On Discord last night I was trying to understand Zig const, and I think I got it, but there were a few concepts that I couldn’t find a way to say and others said aren’t possible. I’m mostly C++ where it inherits C’s Right to Left reading.It always works and the only deviation is the final const can before or after the type. Besides that it is highly regular and covers all the bases.
The big different I was told was const is an attribute of a pointer that describes that it points at. More concretely,C++ vs Zig:
C++ int const * p;
p is a pointer to constant int.
Zig var p: *const
p is a constant pointer to an int
C++ int * const p;
p is a constant pointer to a mutable int.
Zig const p: *int;
??? How do you say this is Zig’s nomenclature ???
Overall its very confusing and seems to confuse a binding with a memory address. I think that was the attempt, to make the binding take responsibility for the constness, but somehow it got confused the the memory address.
If you are coming fro C++, place all the consts where you normally would, then slide them all one and that is where they end up.
Why does Zig use a non-standard wordiing? It would seem pretty fire that the English itself cannot represent everything needed.
I’m not sure of what is the exact issue but this may be because I don’t master C++. Anyway, here is a small Zig program with comments to illustrate the two possibiities, Mutable pointer to a constant value and Constant pointer to a mutable value:
const std = @import("std");
pub fn main() void {
const i: i32 = 7;
var j: i32 = 9;
var p1: *const i32 = &i; // Mutable pointer to a constant value
const p2: *i32 = &j; // Constant pointer to a mutable value
// p1.* = 3; // "cannot assign to constant"
p2.* = 5; // Updates j
p1 = &j;
// p2 = &i; // "cannot assign to constant"

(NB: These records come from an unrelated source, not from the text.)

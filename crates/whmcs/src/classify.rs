//! Expected business rejections
//!
//! Some procedures are legitimately refused by the platform depending on the
//! state of the installation: credit exceeding the balance, a capture on an
//! invoice that cannot be charged, a module action on a service without a
//! module. [`classify`] turns the result of such a call into an [`Outcome`]
//! using a static table of the rejections each action may produce.
//!
//! Matching is a case-sensitive substring test on the platform message.

use crate::error::{Error, Result};
use crate::observability;
use std::fmt;

/// A rejection the platform may legitimately answer with.
#[derive(Debug, Clone, Copy, PartialEq, Eq, Hash)]
pub enum Rejection {
    /// Credit applied exceeds the client's credit balance
    InsufficientCredit,
    /// Capture attempted on an invoice the gateway would not charge
    PaymentAttemptFailed,
    /// Ticket sender is a registered client and cannot be blocked
    ClientCannotBeBlocked,
    /// Procedure is only available to the local (internal) API
    RestrictedToInternalApi,
    /// Service has no provisioning module, or the module refused
    ModuleNotAssigned,
    /// Billing cycle not offered by the target product
    InvalidBillingCycle,
    /// Product group does not exist
    InvalidProductGroup,
}

impl Rejection {
    /// Every rejection, in declaration order.
    pub const ALL: [Rejection; 7] = [
        Rejection::InsufficientCredit,
        Rejection::PaymentAttemptFailed,
        Rejection::ClientCannotBeBlocked,
        Rejection::RestrictedToInternalApi,
        Rejection::ModuleNotAssigned,
        Rejection::InvalidBillingCycle,
        Rejection::InvalidProductGroup,
    ];

    /// Message fragments that identify this rejection.
    pub fn patterns(self) -> &'static [&'static str] {
        match self {
            Rejection::InsufficientCredit => &["Amount exceeds customer credit balance"],
            Rejection::PaymentAttemptFailed => &["Payment Attempt Failed"],
            Rejection::ClientCannotBeBlocked => &["A Client Cannot Be Blocked"],
            Rejection::RestrictedToInternalApi => &["API Command Restricted to Internal API"],
            Rejection::ModuleNotAssigned => {
                &["Service not assigned to a module", "Server response message"]
            }
            Rejection::InvalidBillingCycle => &["Invalid Billing Cycle Requested"],
            Rejection::InvalidProductGroup => &["You must supply a valid Product Group ID"],
        }
    }

    /// Whether `message` carries one of this rejection's patterns.
    pub fn matches(self, message: &str) -> bool {
        self.patterns().iter().any(|p| message.contains(p))
    }

    /// Stable name for logs.
    pub fn as_str(self) -> &'static str {
        match self {
            Rejection::InsufficientCredit => "InsufficientCredit",
            Rejection::PaymentAttemptFailed => "PaymentAttemptFailed",
            Rejection::ClientCannotBeBlocked => "ClientCannotBeBlocked",
            Rejection::RestrictedToInternalApi => "RestrictedToInternalApi",
            Rejection::ModuleNotAssigned => "ModuleNotAssigned",
            Rejection::InvalidBillingCycle => "InvalidBillingCycle",
            Rejection::InvalidProductGroup => "InvalidProductGroup",
        }
    }
}

impl fmt::Display for Rejection {
    fn fmt(&self, f: &mut fmt::Formatter<'_>) -> fmt::Result {
        f.write_str(self.as_str())
    }
}

const MODULE_ACTION: &[Rejection] = &[Rejection::ModuleNotAssigned];

/// Action to allowed-rejection table.
pub const ALLOWED_REJECTIONS: &[(&str, &[Rejection])] = &[
    ("ApplyCredit", &[Rejection::InsufficientCredit]),
    ("CapturePayment", &[Rejection::PaymentAttemptFailed]),
    ("BlockTicketSender", &[Rejection::ClientCannotBeBlocked]),
    ("SetConfigurationValue", &[Rejection::RestrictedToInternalApi]),
    ("ModuleCreate", MODULE_ACTION),
    ("ModuleChangePackage", MODULE_ACTION),
    ("ModuleChangePw", MODULE_ACTION),
    ("ModuleCustom", MODULE_ACTION),
    ("ModuleSuspend", MODULE_ACTION),
    ("ModuleUnsuspend", MODULE_ACTION),
    ("UpgradeProduct", &[Rejection::InvalidBillingCycle]),
    ("AddProduct", &[Rejection::InvalidProductGroup]),
];

/// Rejections `action` may legitimately produce; empty for most actions.
pub fn allowed_rejections(action: &str) -> &'static [Rejection] {
    ALLOWED_REJECTIONS
        .iter()
        .find(|(name, _)| *name == action)
        .map(|(_, rejections)| *rejections)
        .unwrap_or(&[])
}

/// Result of a call whose failure may be an expected business outcome.
#[derive(Debug)]
pub enum Outcome<T> {
    /// The platform accepted the call.
    Success(T),
    /// The platform refused with an allow-listed rejection.
    ExpectedRejection(Rejection),
    /// Anything else: unlisted remote errors, transport, decoding, validation.
    UnexpectedFailure(Error),
}

impl<T> Outcome<T> {
    /// Whether the call succeeded.
    pub fn is_success(&self) -> bool {
        matches!(self, Outcome::Success(_))
    }

    /// The expected rejection, if that is what happened.
    pub fn rejection(&self) -> Option<Rejection> {
        match self {
            Outcome::ExpectedRejection(rejection) => Some(*rejection),
            _ => None,
        }
    }

    /// The success payload, if any.
    pub fn success(self) -> Option<T> {
        match self {
            Outcome::Success(value) => Some(value),
            _ => None,
        }
    }

    /// Propagate unexpected failures, keeping the two acceptable outcomes.
    ///
    /// `Ok(Some(_))` is a success and `Ok(None)` an expected rejection.
    pub fn into_result(self) -> Result<Option<T>> {
        match self {
            Outcome::Success(value) => Ok(Some(value)),
            Outcome::ExpectedRejection(_) => Ok(None),
            Outcome::UnexpectedFailure(error) => Err(error),
        }
    }

    /// Map the success payload.
    pub fn map<U>(self, f: impl FnOnce(T) -> U) -> Outcome<U> {
        match self {
            Outcome::Success(value) => Outcome::Success(f(value)),
            Outcome::ExpectedRejection(rejection) => Outcome::ExpectedRejection(rejection),
            Outcome::UnexpectedFailure(error) => Outcome::UnexpectedFailure(error),
        }
    }
}

/// Classify the result of calling `action`.
pub fn classify<T>(action: &str, result: Result<T>) -> Outcome<T> {
    let error = match result {
        Ok(value) => return Outcome::Success(value),
        Err(error) => error,
    };

    let Error::Remote { message, .. } = &error else {
        return Outcome::UnexpectedFailure(error);
    };

    match allowed_rejections(action)
        .iter()
        .copied()
        .find(|rejection| rejection.matches(message))
    {
        Some(rejection) => {
            observability::log_expected_rejection(action, rejection.as_str(), message);
            Outcome::ExpectedRejection(rejection)
        }
        None => Outcome::UnexpectedFailure(error),
    }
}
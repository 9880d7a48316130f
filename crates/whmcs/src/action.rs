//! Remote procedure contract
//!
//! Every remote procedure is modelled as a request struct implementing
//! [`ApiRequest`]: the action name the platform dispatches on, the typed
//! reply, a local sanity check and the flat parameter mapping.

use crate::error::Result;
use crate::params::Params;
use serde::de::DeserializeOwned;

/// Procedures that routinely take far longer than the rest; they get the
/// client's slow timeout instead of the default one.
pub const SLOW_ACTIONS: &[&str] = &[
    "AcceptQuote",
    "AddOrder",
    "AddProduct",
    "CreateInvoice",
    "GenInvoices",
];

/// Whether `action` should use the slow timeout.
pub fn is_slow(action: &str) -> bool {
    SLOW_ACTIONS.contains(&action)
}

/// A typed remote procedure call.
pub trait ApiRequest: Send + Sync {
    /// Action name as dispatched by the platform, e.g. `CreateQuote`.
    const ACTION: &'static str;

    /// Decoded success reply.
    type Response: DeserializeOwned + Send;

    /// Reject obviously malformed input before anything is sent.
    ///
    /// Only checks what cannot possibly succeed remotely. Whether a field is
    /// required is left to the platform.
    fn validate(&self) -> Result<()> {
        Ok(())
    }

    /// Parameters using the platform's field names verbatim.
    fn params(&self) -> Result<Params>;
}

/// Implement [`ApiRequest`] for a request whose fields serialize directly
/// to the parameter mapping.
macro_rules! api_request {
    ($request:ty => $action:literal, $response:ty) => {
        impl $crate::action::ApiRequest for $request {
            const ACTION: &'static str = $action;
            type Response = $response;

            fn params(&self) -> $crate::error::Result<$crate::params::Params> {
                $crate::params::Params::from_serialize(self)
            }
        }
    };
    ($request:ty => $action:literal, $response:ty, validate = $validate:path) => {
        impl $crate::action::ApiRequest for $request {
            const ACTION: &'static str = $action;
            type Response = $response;

            fn validate(&self) -> $crate::error::Result<()> {
                $validate(self)
            }

            fn params(&self) -> $crate::error::Result<$crate::params::Params> {
                $crate::params::Params::from_serialize(self)
            }
        }
    };
}

pub(crate) use api_request;

#[cfg(test)]
mod tests {
    use super::*;

    #[test]
    fn test_slow_actions() {
        assert!(is_slow("CreateInvoice"));
        assert!(is_slow("AcceptQuote"));
        assert!(is_slow("GenInvoices"));
        assert!(!is_slow("GetQuotes"));
        assert!(!is_slow("createinvoice"));
    }
}
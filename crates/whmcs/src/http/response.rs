//! HTTP response handling

use crate::error::{Error, Result};
use http::StatusCode;
use serde::de::DeserializeOwned;
use serde_json::Value;
use std::time::Duration;

/// HTTP response wrapper.
#[derive(Debug)]
pub struct Response {
    status: StatusCode,
    body: Vec<u8>,
    elapsed: Duration,
}

impl Response {
    /// Create a new response.
    pub fn new(status: StatusCode, body: Vec<u8>, elapsed: Duration) -> Self {
        Self {
            status,
            body,
            elapsed,
        }
    }

    /// Get the status code.
    pub fn status(&self) -> StatusCode {
        self.status
    }

    /// Get the raw body bytes.
    pub fn body(&self) -> &[u8] {
        &self.body
    }

    /// Time from sending the request to receiving the full body.
    pub fn elapsed(&self) -> Duration {
        self.elapsed
    }

    /// Check if the response is successful (2xx status).
    pub fn is_success(&self) -> bool {
        self.status.is_success()
    }

    /// Decode the platform envelope for `action`.
    ///
    /// A JSON object whose `result` is `"error"` becomes [`Error::Remote`]
    /// regardless of the HTTP status; the platform reports authentication
    /// failures that way too. Otherwise a non-2xx status becomes
    /// [`Error::Http`]. A 2xx body is decoded into `T` only when it is a
    /// JSON object with `result` set to `"success"`.
    pub fn into_result<T: DeserializeOwned>(self, action: &str) -> Result<T> {
        let value: Option<Value> = serde_json::from_slice(&self.body).ok();

        if let Some(Value::Object(map)) = &value
            && map.get("result").and_then(Value::as_str) == Some("error")
        {
            let message = map
                .get("message")
                .and_then(Value::as_str)
                .filter(|m| !m.is_empty())
                .unwrap_or("unknown error reported by the platform");
            return Err(Error::remote(action, message));
        }

        if !self.is_success() {
            return Err(Error::from_status(
                self.status.as_u16(),
                &String::from_utf8_lossy(&self.body),
            ));
        }

        let Some(value) = value else {
            return Err(Error::ResponseValidation(format!(
                "{action} reply is not JSON: {}",
                preview(&self.body)
            )));
        };

        match value.get("result") {
            Some(Value::String(result)) if result == "success" => {}
            Some(other) => {
                return Err(Error::ResponseValidation(format!(
                    "{action} reply has unexpected result {other}"
                )));
            }
            None => {
                return Err(Error::ResponseValidation(format!(
                    "{action} reply has no result: {}",
                    preview(&self.body)
                )));
            }
        }

        serde_json::from_value(value)
            .map_err(|e| Error::ResponseValidation(format!("{action} reply did not match: {e}")))
    }
}

fn preview(body: &[u8]) -> String {
    let text = String::from_utf8_lossy(body);
    let text = text.trim();
    match text.char_indices().nth(120) {
        Some((cut, _)) => format!("{}…", &text[..cut]),
        None => text.to_string(),
    }
}
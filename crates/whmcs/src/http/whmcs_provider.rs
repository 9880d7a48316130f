//! HTTP provider for a WHMCS installation
//!
//! Authenticates every call with an identifier/secret pair (plus an optional
//! access key) sent as form fields next to the procedure parameters.

use super::{HttpProvider, RequestBuilder, Response};
use crate::error::{Error, Result};
use crate::params::Params;
use async_trait::async_trait;
use secrecy::{ExposeSecret, SecretString};
use std::{fmt, sync::Arc, time::Duration};
use url::Url;

/// HTTP provider for the WHMCS remote API.
///
/// Holds one pooled `reqwest::Client`; cloning the provider shares it.
///
/// # Example
///
/// ```rust,no_run
/// use whmcs::http::WhmcsHttpProvider;
///
/// let provider = WhmcsHttpProvider::builder()
///     .identifier("api-identifier")
///     .secret("api-secret")
///     .base_url("https://billing.example.com")
///     .build()
///     .unwrap();
/// ```
#[derive(Clone)]
pub struct WhmcsHttpProvider {
    pub(crate) inner: Arc<ProviderInner>,
}

pub(crate) struct ProviderInner {
    pub(crate) http_client: reqwest::Client,
    pub(crate) endpoint: Url,
    pub(crate) identifier: SecretString,
    pub(crate) secret: SecretString,
    pub(crate) access_key: Option<SecretString>,
    pub(crate) default_headers: http::HeaderMap,
}

impl WhmcsHttpProvider {
    /// Create a new builder for configuring the provider.
    pub fn builder() -> WhmcsHttpProviderBuilder {
        WhmcsHttpProviderBuilder::default()
    }

    /// Build the provider from a client configuration.
    pub fn from_config(config: &crate::config::ClientConfig) -> Result<Self> {
        let mut builder = Self::builder()
            .timeout(config.timeout.max(config.slow_timeout))
            .default_headers(config.default_headers.clone());

        builder.identifier = config.identifier.clone();
        builder.secret = config.secret.clone();
        builder.access_key = config.access_key.clone();
        builder.base_url = config.base_url.clone();
        builder.api_path = config.api_path.clone();
        builder.user_agent = config.user_agent.clone();

        builder.build()
    }

    /// Create a request for `action` carrying credentials but no parameters.
    fn build_request(&self, action: &str) -> RequestBuilder {
        let mut builder = RequestBuilder::new(self.inner.endpoint.clone())
            .with_client(self.inner.http_client.clone())
            .headers(&self.inner.default_headers)
            .field("identifier", self.inner.identifier.expose_secret())
            .field("secret", self.inner.secret.expose_secret());

        if let Some(access_key) = &self.inner.access_key {
            builder = builder.field("accesskey", access_key.expose_secret());
        }

        builder.field("action", action).field("responsetype", "json")
    }
}

impl fmt::Debug for WhmcsHttpProvider {
    fn fmt(&self, f: &mut fmt::Formatter<'_>) -> fmt::Result {
        f.debug_struct("WhmcsHttpProvider")
            .field("endpoint", &self.inner.endpoint.as_str())
            .field("access_key", &self.inner.access_key.is_some())
            .finish_non_exhaustive()
    }
}

#[async_trait]
impl HttpProvider for WhmcsHttpProvider {
    async fn post_form(&self, action: &str, params: Params, timeout: Duration) -> Result<Response> {
        self.build_request(action)
            .fields(params.to_form_pairs())
            .timeout(timeout)
            .send()
            .await
    }

    fn provider_name(&self) -> &'static str {
        "whmcs"
    }

    fn endpoint(&self) -> &str {
        self.inner.endpoint.as_str()
    }
}

/// Builder for creating a `WhmcsHttpProvider` with custom configuration.
#[derive(Default)]
pub struct WhmcsHttpProviderBuilder {
    identifier: Option<SecretString>,
    secret: Option<SecretString>,
    access_key: Option<SecretString>,
    base_url: Option<String>,
    api_path: Option<String>,
    timeout: Option<Duration>,
    user_agent: Option<String>,
    default_headers: http::HeaderMap,
}

impl WhmcsHttpProviderBuilder {
    /// Set the API credential identifier.
    pub fn identifier(mut self, identifier: impl Into<String>) -> Self {
        self.identifier = Some(SecretString::new(identifier.into().into_boxed_str()));
        self
    }

    /// Set the API credential secret.
    pub fn secret(mut self, secret: impl Into<String>) -> Self {
        self.secret = Some(SecretString::new(secret.into().into_boxed_str()));
        self
    }

    /// Set the access key used to bypass the IP allow-list.
    pub fn access_key(mut self, access_key: impl Into<String>) -> Self {
        self.access_key = Some(SecretString::new(access_key.into().into_boxed_str()));
        self
    }

    /// Set the base URL of the installation.
    pub fn base_url(mut self, base_url: impl Into<String>) -> Self {
        self.base_url = Some(base_url.into());
        self
    }

    /// Set the endpoint path.
    ///
    /// Defaults to `/includes/api.php`.
    pub fn api_path(mut self, api_path: impl Into<String>) -> Self {
        self.api_path = Some(api_path.into());
        self
    }

    /// Set the connection-level timeout ceiling.
    ///
    /// Per-call timeouts are passed with each request; this only bounds the
    /// pooled client.
    pub fn timeout(mut self, timeout: Duration) -> Self {
        self.timeout = Some(timeout);
        self
    }

    /// Set the user agent.
    pub fn user_agent(mut self, user_agent: impl Into<String>) -> Self {
        self.user_agent = Some(user_agent.into());
        self
    }

    /// Add a custom header to include with every request.
    ///
    /// # Errors
    ///
    /// Returns an error if the header name or value is invalid.
    pub fn header(mut self, key: impl Into<String>, value: impl Into<String>) -> Result<Self> {
        let key_str = key.into();
        let value_str = value.into();

        let key = key_str
            .parse::<http::HeaderName>()
            .map_err(|_| Error::InvalidHeaderName(key_str.clone()))?;
        let value = value_str
            .parse::<http::HeaderValue>()
            .map_err(|_| Error::InvalidHeaderValue(value_str.clone()))?;

        self.default_headers.insert(key, value);
        Ok(self)
    }

    /// Replace the default headers.
    pub fn default_headers(mut self, headers: http::HeaderMap) -> Self {
        self.default_headers = headers;
        self
    }

    /// Build the provider with the configured settings.
    ///
    /// # Errors
    ///
    /// Returns an error if:
    /// - The identifier, secret or base URL is missing
    /// - The base URL is empty, unparsable or not http(s)
    /// - HTTP client creation fails
    pub fn build(self) -> Result<WhmcsHttpProvider> {
        let Self {
            identifier,
            secret,
            access_key,
            base_url,
            api_path,
            timeout,
            user_agent,
            default_headers,
        } = self;

        let identifier = identifier.ok_or_else(|| {
            Error::MissingConfig("API identifier not set (WHMCS_IDENTIFIER)".to_string())
        })?;
        let secret = secret
            .ok_or_else(|| Error::MissingConfig("API secret not set (WHMCS_SECRET)".to_string()))?;
        let base_url = base_url
            .ok_or_else(|| Error::MissingConfig("Base URL not set (WHMCS_URL)".to_string()))?;

        let endpoint = endpoint_url(&base_url, api_path.as_deref())?;

        let timeout = timeout.unwrap_or(crate::config::DEFAULT_SLOW_TIMEOUT);
        let user_agent =
            user_agent.unwrap_or_else(|| format!("whmcs-rust/{}", crate::VERSION));

        let http_client = reqwest::Client::builder()
            .timeout(timeout)
            .user_agent(user_agent)
            .build()
            .map_err(|e| Error::HttpClient(e.to_string()))?;

        let inner = Arc::new(ProviderInner {
            http_client,
            endpoint,
            identifier,
            secret,
            access_key,
            default_headers,
        });

        Ok(WhmcsHttpProvider { inner })
    }
}

/// Join the base URL and the endpoint path into the full endpoint URL.
fn endpoint_url(base_url: &str, api_path: Option<&str>) -> Result<Url> {
    let base = base_url.trim();
    if base.is_empty() {
        return Err(Error::InvalidUrl("Base URL cannot be empty".to_string()));
    }

    let parsed: Url = base
        .parse()
        .map_err(|e| Error::InvalidUrl(format!("{}", e)))?;

    match parsed.scheme() {
        "http" | "https" => {}
        scheme => {
            return Err(Error::InvalidUrl(format!(
                "Invalid URL scheme '{}'. Only 'http' and 'https' are supported.",
                scheme
            )));
        }
    }

    let path = api_path
        .map(str::trim)
        .filter(|p| !p.is_empty())
        .unwrap_or(crate::DEFAULT_API_PATH);
    let joined = format!(
        "{}/{}",
        parsed.as_str().trim_end_matches('/'),
        path.trim_start_matches('/')
    );

    joined
        .parse()
        .map_err(|e| Error::InvalidUrl(format!("{}", e)))
}

#[cfg(test)]
mod tests {
    use super::*;

    fn builder() -> WhmcsHttpProviderBuilder {
        WhmcsHttpProvider::builder()
            .identifier("ident")
            .secret("shh")
            .base_url("https://billing.example.com")
    }

    #[test]
    fn test_builder_with_credentials() {
        let provider = builder().build().unwrap();

        assert_eq!(provider.provider_name(), "whmcs");
        assert_eq!(
            provider.endpoint(),
            "https://billing.example.com/includes/api.php"
        );
    }

    #[test]
    fn test_builder_without_credentials_fails() {
        let result = WhmcsHttpProvider::builder()
            .base_url("https://billing.example.com")
            .build();
        assert!(matches!(result, Err(Error::MissingConfig(_))));
    }

    #[test]
    fn test_builder_without_base_url_fails() {
        let result = WhmcsHttpProvider::builder()
            .identifier("ident")
            .secret("shh")
            .build();
        assert!(matches!(result, Err(Error::MissingConfig(msg)) if msg.contains("WHMCS_URL")));
    }

    #[test]
    fn test_endpoint_joins_subdirectory_install() {
        let provider = builder()
            .base_url("https://example.com/billing/")
            .api_path("includes/api.php")
            .build()
            .unwrap();
        assert_eq!(
            provider.endpoint(),
            "https://example.com/billing/includes/api.php"
        );
    }

    #[test]
    fn test_empty_base_url_rejected() {
        let result = builder().base_url("   ").build();
        match result {
            Err(Error::InvalidUrl(msg)) => assert_eq!(msg, "Base URL cannot be empty"),
            other => panic!("Expected InvalidUrl, got {other:?}"),
        }
    }

    #[test]
    fn test_non_http_scheme_rejected() {
        let result = builder().base_url("ftp://billing.example.com").build();
        match result {
            Err(Error::InvalidUrl(msg)) => assert!(msg.contains("Invalid URL scheme 'ftp'")),
            other => panic!("Expected InvalidUrl, got {other:?}"),
        }
    }

    #[test]
    fn test_build_request_carries_credentials_and_action() {
        let provider = builder().access_key("key-1").build().unwrap();
        let request = provider.build_request("GetStats");

        let names: Vec<_> = request.field_names().collect();
        assert_eq!(
            names,
            vec!["identifier", "secret", "accesskey", "action", "responsetype"]
        );
        assert_eq!(request.field_value("action"), Some("GetStats"));
        assert_eq!(request.field_value("responsetype"), Some("json"));
    }

    #[test]
    fn test_builder_with_custom_headers() {
        let provider = builder()
            .header("X-Tenant", "acme")
            .unwrap()
            .build()
            .unwrap();

        assert!(provider.inner.default_headers.contains_key("x-tenant"));
        let request = provider.build_request("GetStats");
        assert!(request.header_map().contains_key("x-tenant"));
    }

    #[test]
    fn test_debug_does_not_print_credentials() {
        let provider = builder().build().unwrap();
        let debug = format!("{provider:?}");
        assert!(!debug.contains("shh"));
    }
}
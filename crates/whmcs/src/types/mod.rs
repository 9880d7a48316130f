//! Request and response types for the remote procedures
//!
//! One submodule per business area. Field names are the platform's own,
//! verbatim, so a request struct documents exactly what goes over the wire.

// Re-export commonly used types from submodules
pub use billing::*;
pub use common::{Ack, Extra, Id, ResultStatus};
pub use service::*;
pub use support::*;
pub use system::*;

// Submodules
pub mod billing;
pub mod common;
pub mod service;
pub mod support;
pub mod system;

#[cfg(test)]
mod tests {
    use super::*;
    use crate::action::ApiRequest;

    #[test]
    fn test_action_names_are_verbatim() {
        assert_eq!(CreateQuoteRequest::ACTION, "CreateQuote");
        assert_eq!(GetClientsProductsRequest::ACTION, "GetClientsProducts");
        assert_eq!(AddCancelRequest::ACTION, "AddCancelRequest");
        assert_eq!(WhmcsDetailsRequest::ACTION, "WhmcsDetails");
        assert_eq!(UpdateAnnouncementRequest::ACTION, "UpdateAnnouncement");
    }

    #[test]
    fn test_parameterless_requests_send_nothing() {
        assert!(GetAdminDetailsRequest::default().params().unwrap().is_empty());
        assert!(GetCurrenciesRequest::default().params().unwrap().is_empty());
    }
}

std.debug.print("{d} {d}\n", .{p1.*, p2.*});
}
Please note that a * const T does not say that the T being pointed to is immutable or constant! It is simply that this pointer does not have permission to change the it, not that nobody has permission.
He’s funny. That’s now what I was talking about. It’s a lttle more than just style decisions of left or right. Eg, if Zig made const apply to the right
let i : const * const T
or const c: * const T
leads to things being much more consistent and readable.
const c : i32 = 1;
var v : i32 = 1;
assert(@TypeOf(c) == @TypeOf(v));
Well, that becomes a matter of opinion. I think it should be true. It makes more sense semantically and, in my code, this being false would create a lot of trouble.
Its forgets the binding maybe. Type of pointer to c/v is a function c/v and the binding to c/v?) Right now type(addressof(int)) is unknown. going to go ask the language theory guys. In the execuble not all locations ar the same so that isn’t understood by Zig.
Zig doesn’t differentiate between memory that can be written to a memory that cannot be written to. Only pointers that have permission to modify a memory location and pointers that don’t. This works very well for preventing mistakes while still allowing enough flexibility to handle edge cases and I’m not sure how the c++ model (which I do not claim to understand) would provide any benefit over the current system.
If you get a pointer to constant memory, like a string literal or an embedded file, you get a const pointer that doesn’t allow modification. Technically you can perform a @constCast to get a non-const pointer, but writing to it would cause a segmentation fault. In my mind this is fine, since it requires the use of a built-in that signals to the programmer that this is unsafe behavior and needs closer inspection (and perhaps a comment explaining why it is valid in the context where it is used).